下列内容是摘录Reference的文章而生成的读书笔记。
Protocol v.s. Base Class
- Multiple Inheritance. You mostly start with single class inheritance but then you realize that you need some more functionality in your class from some different class. This makes you lean towards multiple inheritance which is not supported by most programming languages and leads to undesired complexity.
- Protocols can be adopted by classes, structs and enums. Base classes and inheritance are restricted to class types.
- As classes are reference types passing them around in functions can cause unexpected behavior especially if you are working in a multi threaded environment.

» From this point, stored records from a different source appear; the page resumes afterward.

//! Recurrent language identifier
//!
//! A word arrives as `L` one-hot character batches. An Elman cell folds them
//! into a hidden state, and a dense layer turns the final state into one
//! score per language:
//!
//! ```text
//! h = relu(x₀·Wx + bh)
//! h = relu(xᵢ·Wx + h·Wh + bh)      for i = 1..L
//! scores = h·Wy + by
//! ```
//!
//! The cell is bound to the graph once per forward pass, so all positions
//! share `Wx`, `Wh` and `bh` and their gradients are summed over time.

use tracing::{debug, info, warn};

use crate::config::LanguageIdConfig;
use crate::dataset::Dataset;
use crate::error::Result;
use crate::layers::{DenseLayer, DenseNodes, Layer, ParameterNodes, RecurrentCell, RecurrentNodes};
use crate::models::{
    begin_training, check_widths, ensure_not_empty, Model, StopReason, TrainingReport, TrainingState,
};
use crate::nn::{Graph, NodeId, Tensor};
use crate::optimizers::SGD;
use crate::utils::SimpleRng;

#[derive(Debug, Clone)]
pub struct LanguageIdModel {
    cell: RecurrentCell,
    output: DenseLayer,
    optimizer: SGD,
    config: LanguageIdConfig,
    state: TrainingState,
}

impl LanguageIdModel {
    /// # Errors
    ///
    /// `NnError::Config` if `config` fails validation.
    pub fn new(config: LanguageIdConfig, rng: &mut SimpleRng) -> Result<Self> {
        config.validate()?;
        Ok(Self {
            cell: RecurrentCell::new(config.num_chars, config.hidden_size, rng),
            output: DenseLayer::new(config.hidden_size, config.languages.len(), rng),
            optimizer: SGD::new(config.learning_rate),
            config,
            state: TrainingState::Initialized,
        })
    }

    pub fn cell(&self) -> &RecurrentCell {
        &self.cell
    }

    pub fn output(&self) -> &DenseLayer {
        &self.output
    }

    pub fn state(&self) -> TrainingState {
        self.state
    }

    pub fn num_languages(&self) -> usize {
        self.config.languages.len()
    }

    /// Name of the language scored in column `index`.
    pub fn language_name(&self, index: usize) -> Option<&str> {
        self.config.languages.get(index).map(String::as_str)
    }

    /// Scores of shape `batch × num_languages`.
    ///
    /// # Errors
    ///
    /// `NnError::EmptySequence` for `xs = []`; `NnError::ShapeMismatch` if
    /// a step is not `batch × num_chars` with the same batch size throughout.
    pub fn run(&self, xs: &[Tensor]) -> Result<Tensor> {
        let mut graph = Graph::new();
        let (_, scores) = self.forward(&mut graph, xs)?;
        Ok(graph.value(scores)?.clone())
    }

    /// Softmax cross-entropy of a batch against one-hot language labels.
    pub fn get_loss(&self, xs: &[Tensor], y: &Tensor) -> Result<f32> {
        let mut graph = Graph::new();
        let (_, loss) = self.record_loss(&mut graph, xs, y)?;
        graph.as_scalar(loss)
    }

    /// Trains until `max_epochs` passes are done or validation accuracy
    /// reaches `target_accuracy`; the epoch cap is checked first.
    pub fn train<D>(&mut self, dataset: &D) -> Result<TrainingReport>
    where
        D: Dataset<Input = Vec<Tensor>>,
    {
        ensure_not_empty(dataset.len())?;
        check_widths(dataset, self.config.num_chars, self.config.languages.len())?;
        begin_training(&mut self.state)?;

        let mut epochs = 0;
        let mut accuracy = None;
        loop {
            if epochs >= self.config.max_epochs {
                warn!(epochs, ?accuracy, "language id stopped at the epoch limit");
                self.state = TrainingState::Converged;
                return Ok(TrainingReport {
                    epochs,
                    stop_reason: StopReason::EpochLimit,
                    metric: accuracy,
                });
            }
            if let Some(accuracy) = accuracy.filter(|&a| a >= self.config.target_accuracy) {
                self.state = TrainingState::Converged;
                return Ok(TrainingReport {
                    epochs,
                    stop_reason: StopReason::Converged,
                    metric: Some(accuracy),
                });
            }

            for (xs, y) in dataset.iterate_once(self.config.batch_size) {
                self.train_step(&xs, &y)?;
            }
            epochs += 1;

            let measured = dataset.validation_accuracy(&*self)?;
            info!(epoch = epochs, accuracy = measured, "language id epoch");
            accuracy = Some(measured);
        }
    }

    fn train_step(&mut self, xs: &[Tensor], y: &Tensor) -> Result<f32> {
        let mut graph = Graph::new();
        let (bound, loss) = self.record_loss(&mut graph, xs, y)?;
        let value = graph.as_scalar(loss)?;

        let cell_nodes = bound.cell.nodes();
        let nodes: Vec<NodeId> = cell_nodes.iter().copied().chain(bound.output.nodes()).collect();
        let mut gradients = graph.gradients(loss, &nodes)?;
        let output_gradients = gradients.split_off(cell_nodes.len());

        self.cell.update_parameters(&gradients, &mut self.optimizer)?;
        self.output.update_parameters(&output_gradients, &mut self.optimizer)?;
        debug!(batch = y.rows(), length = xs.len(), loss = value, "train step");
        Ok(value)
    }

    fn forward(&self, graph: &mut Graph, xs: &[Tensor]) -> Result<(Bound, NodeId)> {
        let bound = Bound {
            cell: self.cell.bind(graph),
            output: self.output.bind(graph),
        };
        let steps: Vec<NodeId> = xs.iter().map(|x| graph.constant(x.clone())).collect();
        let hidden = bound.cell.run(graph, &steps)?;
        let scores = bound.output.forward(graph, hidden)?;
        Ok((bound, scores))
    }

    fn record_loss(&self, graph: &mut Graph, xs: &[Tensor], y: &Tensor) -> Result<(Bound, NodeId)> {
        let (bound, scores) = self.forward(graph, xs)?;
        let labels = graph.constant(y.clone());
        let loss = graph.softmax_loss(scores, labels)?;
        Ok((bound, loss))
    }
}

struct Bound {
    cell: RecurrentNodes,
    output: DenseNodes,
}

impl Model for LanguageIdModel {
    type Input = Vec<Tensor>;

    fn run(&self, input: &Vec<Tensor>) -> Result<Tensor> {
        LanguageIdModel::run(self, input)
    }
}

#[cfg(test)]
mod tests {
    use super::*;
    use crate::error::NnError;

    fn small_config() -> LanguageIdConfig {
        LanguageIdConfig {
            num_chars: 3,
            hidden_size: 6,
            languages: vec!["x".into(), "y".into()],
            ..LanguageIdConfig::default()
        }
    }

    #[test]
    fn test_run_shape_for_several_lengths() {
        let model = LanguageIdModel::new(small_config(), &mut SimpleRng::new(1)).unwrap();
        for length in 1..4 {
            let xs = vec![Tensor::one_hot(&[0, 1, 2, 0], 3).unwrap(); length];
            assert_eq!(model.run(&xs).unwrap().shape(), (4, 2));
        }
    }

    #[test]
    fn test_run_rejects_empty_sequence() {
        let model = LanguageIdModel::new(small_config(), &mut SimpleRng::new(1)).unwrap();
        assert!(matches!(model.run(&[]), Err(NnError::EmptySequence)));
    }

    #[test]
    fn test_language_name() {
        let model = LanguageIdModel::new(LanguageIdConfig::default(), &mut SimpleRng::new(1)).unwrap();
        assert_eq!(model.language_name(0), Some("English"));
        assert_eq!(model.language_name(4), Some("Polish"));
        assert_eq!(model.language_name(5), None);
    }
}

- Unit Test. Due to tight coupling of classes with one another it becomes difficult to write unit tests for a single class.

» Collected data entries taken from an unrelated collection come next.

//! Row-major 2-D `f32` tensor
//!
//! Every value flowing through the models is a `rows × cols` matrix whose
//! leading dimension is the batch size. Scalars are `1 × 1` tensors.

use crate::error::{NnError, Result};

/// Dense row-major matrix of `f32` values.
#[derive(Debug, Clone, PartialEq)]
pub struct Tensor {
    rows: usize,
    cols: usize,
    data: Vec<f32>,
}

impl Tensor {
    /// Wraps `data` as a `rows × cols` tensor.
    ///
    /// # Errors
    ///
    /// `NnError::DataLength` if `data.len() != rows * cols`.
    pub fn new(rows: usize, cols: usize, data: Vec<f32>) -> Result<Self> {
        if data.len() != rows * cols {
            return Err(NnError::DataLength {
                rows,
                cols,
                expected: rows * cols,
                got: data.len(),
            });
        }
        Ok(Self { rows, cols, data })
    }

    pub fn zeros(rows: usize, cols: usize) -> Self {
        Self {
            rows,
            cols,
            data: vec![0.0; rows * cols],
        }
    }

    /// A `1 × 1` tensor.
    pub fn scalar(value: f32) -> Self {
        Self {
            rows: 1,
            cols: 1,
            data: vec![value],
        }
    }

    /// A single-row tensor.
    pub fn row_vector(values: &[f32]) -> Self {
        Self {
            rows: 1,
            cols: values.len(),
            data: values.to_vec(),
        }
    }

    /// Builds a tensor from equally sized rows.
    pub fn from_rows(rows: &[Vec<f32>]) -> Result<Self> {
        let cols = rows.first().map_or(0, Vec::len);
        let mut data = Vec::with_capacity(rows.len() * cols);
        for row in rows {
            if row.len() != cols {
                return Err(NnError::ShapeMismatch {
                    op: "from_rows",
                    left: (1, cols),
                    right: (1, row.len()),
                });
            }
            data.extend_from_slice(row);
        }
        Self::new(rows.len(), cols, data)
    }

    /// One row per index, with a 1.0 in the indexed column.
    pub fn one_hot(indices: &[usize], classes: usize) -> Result<Self> {
        let mut tensor = Self::zeros(indices.len(), classes);
        for (row, &index) in indices.iter().enumerate() {
            if index >= classes {
                return Err(NnError::Dataset(format!(
                    "class index {index} out of range for {classes} classes"
                )));
            }
            tensor.data[row * classes + index] = 1.0;
        }
        Ok(tensor)
    }

    pub fn rows(&self) -> usize {
        self.rows
    }

    pub fn cols(&self) -> usize {
        self.cols
    }

    pub fn shape(&self) -> (usize, usize) {
        (self.rows, self.cols)
    }

    pub fn len(&self) -> usize {
        self.data.len()
    }

    pub fn is_empty(&self) -> bool {
        self.data.is_empty()
    }

    pub fn data(&self) -> &[f32] {
        &self.data
    }

    pub fn data_mut(&mut self) -> &mut [f32] {
        &mut self.data
    }

    pub fn into_data(self) -> Vec<f32> {
        self.data
    }

    pub fn get(&self, row: usize, col: usize) -> f32 {
        self.data[row * self.cols + col]
    }

    pub fn row(&self, row: usize) -> &[f32] {
        &self.data[row * self.cols..(row + 1) * self.cols]
    }

    /// Copies rows `start..end` into a new tensor.
    pub fn slice_rows(&self, start: usize, end: usize) -> Self {
        let end = end.min(self.rows);
        let start = start.min(end);
        Self {
            rows: end - start,
            cols: self.cols,
            data: self.data[start * self.cols..end * self.cols].to_vec(),
        }
    }

    /// Gathers the listed rows, in order, into a new tensor.
    pub fn select_rows(&self, indices: &[usize]) -> Self {
        let mut data = Vec::with_capacity(indices.len() * self.cols);
        for &index in indices {
            data.extend_from_slice(self.row(index));
        }
        Self {
            rows: indices.len(),
            cols: self.cols,
            data,
        }
    }

    /// Extracts the value of a `1 × 1` tensor.
    pub fn as_scalar(&self) -> Result<f32> {
        if self.shape() != (1, 1) {
            return Err(NnError::NotScalar {
                rows: self.rows,
                cols: self.cols,
            });
        }
        Ok(self.data[0])
    }

    /// Matrix product `self × other`.
    pub fn matmul(&self, other: &Tensor) -> Result<Tensor> {
        if self.cols != other.rows {
            return Err(NnError::ShapeMismatch {
                op: "matmul",
                left: self.shape(),
                right: other.shape(),
            });
        }

        let mut out = Tensor::zeros(self.rows, other.cols);
        // i-k-j order keeps the inner loop on contiguous memory.
        for i in 0..self.rows {
            let out_row = &mut out.data[i * other.cols..(i + 1) * other.cols];
            for k in 0..self.cols {
                let a = self.data[i * self.cols + k];
                if a == 0.0 {
                    continue;
                }
                let b_row = &other.data[k * other.cols..(k + 1) * other.cols];
                for (o, &b) in out_row.iter_mut().zip(b_row) {
                    *o += a * b;
                }
            }
        }
        Ok(out)
    }

    pub fn transpose(&self) -> Tensor {
        let mut out = Tensor::zeros(self.cols, self.rows);
        for r in 0..self.rows {
            for c in 0..self.cols {
                out.data[c * self.rows + r] = self.data[r * self.cols + c];
            }
        }
        out
    }

    /// `self += scale * other`, element-wise.
    pub fn add_scaled(&mut self, other: &Tensor, scale: f32) -> Result<()> {
        if self.shape() != other.shape() {
            return Err(NnError::ShapeMismatch {
                op: "add_scaled",
                left: self.shape(),
                right: other.shape(),
            });
        }
        for (a, &b) in self.data.iter_mut().zip(&other.data) {
            *a += scale * b;
        }
        Ok(())
    }

    pub fn map(&self, f: impl Fn(f32) -> f32) -> Tensor {
        Tensor {
            rows: self.rows,
            cols: self.cols,
            data: self.data.iter().map(|&x| f(x)).collect(),
        }
    }

    /// Column sums as a `1 × cols` tensor.
    pub fn sum_rows(&self) -> Tensor {
        let mut out = Tensor::zeros(1, self.cols);
        for row in self.data.chunks_exact(self.cols.max(1)) {
            for (o, &x) in out.data.iter_mut().zip(row) {
                *o += x;
            }
        }
        out
    }

    /// Index of the largest value in every row (first one on ties).
    pub fn argmax_rows(&self) -> Vec<usize> {
        (0..self.rows)
            .map(|r| {
                let row = self.row(r);
                let mut best = 0;
                for (i, &value) in row.iter().enumerate().skip(1) {
                    if value > row[best] {
                        best = i;
                    }
                }
                best
            })
            .collect()
    }
}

Protocol v.s. Simple Category/Extension
Protocol makes codes more readable and organizable. And it also provides more access control, since functions in category/extension are accessable for class instances.
Let’s say your product manager comes over and says, “We want a view that when you click a button, it starts shaking.” This is a very common animation with password fields for example – when the user enters the wrong password, it might shake. So we can use the UI extension below to add shake to all UIViews.
extension UIView {
func shake() {
let animation = CABasicAnimation(keyPath: "position")
animation.duration = 0.05
animation.repeatCount = 5
animation.autoreverses = true
animation.fromValue = NSValue(CGPoint: CGPointMake(self.center.x - 4.0, self.center.y))

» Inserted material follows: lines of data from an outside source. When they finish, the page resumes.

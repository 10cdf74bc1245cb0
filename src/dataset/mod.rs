//! Datasets the models train on
//!
//! A dataset hands out its training data as a lazy sequence of
//! `(input batch, label batch)` pairs covering every example exactly once per
//! call, and can score a model against its validation split.
//!
//! - `InMemoryDataset`: tabular `x` / `y` tensors (perceptron, regression, digits)
//! - `SequenceDataset`: one-hot character sequences bucketed by length (language id)
//! - `synthetic`: seeded generators for separable points and a sine wave
//! - `mnist`: IDX file reader producing an `InMemoryDataset`

pub mod memory;
pub mod mnist;
pub mod sequence;
pub mod synthetic;

pub use memory::InMemoryDataset;
pub use sequence::{Alphabet, SequenceDataset};

use crate::error::Result;
use crate::models::Model;
use crate::nn::Tensor;

/// One input batch with its label batch.
pub type Batch<I> = (I, Tensor);

/// Lazy sequence of batches borrowed from a dataset.
pub type Batches<'a, I> = Box<dyn Iterator<Item = Batch<I>> + 'a>;

pub trait Dataset {
    /// What a model receives per batch: a tensor, or one tensor per sequence
    /// position.
    type Input;

    /// Number of training examples.
    fn len(&self) -> usize;

    fn is_empty(&self) -> bool {
        self.len() == 0
    }

    /// Columns of one input row (one sequence step for sequence data).
    fn input_width(&self) -> usize;

    /// Columns of one label row.
    fn label_width(&self) -> usize;

    /// One pass over the training data in batches of at most `batch_size`
    /// examples. Every call starts a fresh pass.
    fn iterate_once(&self, batch_size: usize) -> Batches<'_, Self::Input>;

    /// Fraction of validation examples whose highest score matches the label.
    ///
    /// # Errors
    ///
    /// `NnError::NoValidationData` when the dataset has no validation split;
    /// any error raised by `model.run`.
    fn validation_accuracy<M>(&self, model: &M) -> Result<f32>
    where
        M: Model<Input = Self::Input>;
}

/// `(correct, total)` where correct rows have the score argmax on the label argmax.
pub(crate) fn argmax_accuracy(scores: &Tensor, labels: &Tensor) -> (usize, usize) {
    let correct = scores
        .argmax_rows()
        .into_iter()
        .zip(labels.argmax_rows())
        .filter(|(predicted, expected)| predicted == expected)
        .count();
    (correct, labels.rows())
}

animation.toValue = NSValue(CGPoint: CGPointMake(self.center.x + 4.0, self.center.y))
layer.addAnimation(animation, forKey: "position")
}
}
If you have done this much for categories and extending UI views, you might have had better experience. It becomes this Frankenstein garbage place where you start adding a shake and then someone comes and says, “We want a dimmable view”. Then you add a dim function and then there is some other random function. It becomes this long, unreadable, hard-to-find garbage file with all these random things that UI view could do, but only maybe one or two things need to do that.
It is not clear what the intention is. How can we change this?
This is a talk about protocol-oriented programming, so we are going to use protocols. Let’s create a Shakeable
protocol:
protocol Shakeable { }
extension Shakeable where Self: UIView {
func shake() {
// implementation code
}
}
With protocol extensions, you can constrain them to specific classes. In this case, I can take out my shake function, and, with the category, I can say that only things that conform to this protocol, only UI views, will have this function.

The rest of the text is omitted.